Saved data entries
+ + + +

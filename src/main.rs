// src/main.rs

mod cli;

use anyhow::{Context, Result};
use binresolve::graph::GraphFile;
use binresolve::{BinaryAnalyzer, BinaryDecision, BuildMode, DepsGraph, HttpFetcher, ResolverConfig};
use clap::Parser;
use cli::{Cli, Commands};
use serde::Serialize;
use std::collections::BTreeMap;
use std::path::{Path, PathBuf};
use tracing::{debug, info};

/// One node of the JSON report
#[derive(Serialize)]
struct NodeReport {
    reference: String,
    package: Option<String>,
    binary: BinaryDecision,
    remote: Option<String>,
}

#[derive(Serialize)]
struct Report {
    nodes: Vec<NodeReport>,
    summary: BTreeMap<BinaryDecision, usize>,
}

fn default_config_path() -> Option<PathBuf> {
    let path = dirs::home_dir()?.join(".binresolve").join("config.toml");
    path.exists().then_some(path)
}

fn load_config(path: Option<&Path>) -> Result<ResolverConfig> {
    match path.map(Path::to_path_buf).or_else(default_config_path) {
        Some(path) => {
            debug!("Loading configuration from {}", path.display());
            ResolverConfig::load(&path)
        }
        None => Ok(ResolverConfig::default()),
    }
}

fn build_report(graph: &DepsGraph) -> Report {
    let nodes = graph
        .nodes()
        .filter(|(_, node)| node.kind.has_binary())
        .map(|(_, node)| NodeReport {
            reference: node.recipe.reference.to_string(),
            package: node.pref.as_ref().map(ToString::to_string),
            binary: node.binary,
            remote: node.binary_remote.as_ref().map(|r| r.name.clone()),
        })
        .collect();
    Report {
        nodes,
        summary: graph.decision_summary(),
    }
}

fn print_report(report: &Report) {
    for node in &report.nodes {
        let name = node.package.as_deref().unwrap_or(&node.reference);
        match &node.remote {
            Some(remote) => println!("{} {} {}", name, node.binary, remote),
            None => println!("{} {}", name, node.binary),
        }
    }

    println!();
    let summary: Vec<String> = report
        .summary
        .iter()
        .map(|(decision, count)| format!("{}: {}", decision, count))
        .collect();
    println!("{}", summary.join(", "));
}

fn main() -> Result<()> {
    tracing_subscriber::fmt()
        .with_env_filter(
            tracing_subscriber::EnvFilter::try_from_default_env()
                .unwrap_or_else(|_| tracing_subscriber::EnvFilter::new("info")),
        )
        .with_writer(std::io::stderr)
        .init();

    let cli = Cli::parse();

    match cli.command {
        Commands::Resolve {
            graph,
            config,
            build,
            update,
            remote,
            json,
        } => {
            let config = load_config(config.as_deref())?;
            let cache = config.open_cache()?;
            let registry = config.remote_registry()?;
            let workspace = config.workspace()?;
            let fetcher = HttpFetcher::new().context("Failed to initialize HTTP fetcher")?;
            let mode = BuildMode::parse(build.as_deref()).context("Invalid --build value")?;

            let mut deps = GraphFile::load(&graph)?.into_graph()?;
            info!("Resolving binaries for {} nodes", deps.len());

            BinaryAnalyzer::new(&cache, &registry, &fetcher)
                .with_workspace(&workspace)
                .resolve(&mut deps, &mode, update, remote.as_deref())
                .context("Binary resolution failed")?;
            mode.report_matches();

            let report = build_report(&deps);
            if json {
                println!("{}", serde_json::to_string_pretty(&report)?);
            } else {
                print_report(&report);
            }

            let missing = report.summary.get(&BinaryDecision::Missing).copied().unwrap_or(0);
            if missing > 0 {
                anyhow::bail!(
                    "{} package(s) have no binary available; try '--build missing'",
                    missing
                );
            }
            Ok(())
        }
    }
}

+ + + +

WHAT YOU HAVE TO DO:
Which lines of the records above contain the word "Commands"? Report each one in full.

RESPONSE AREA:
use cli::{Cli, Commands};
        Commands::Resolve {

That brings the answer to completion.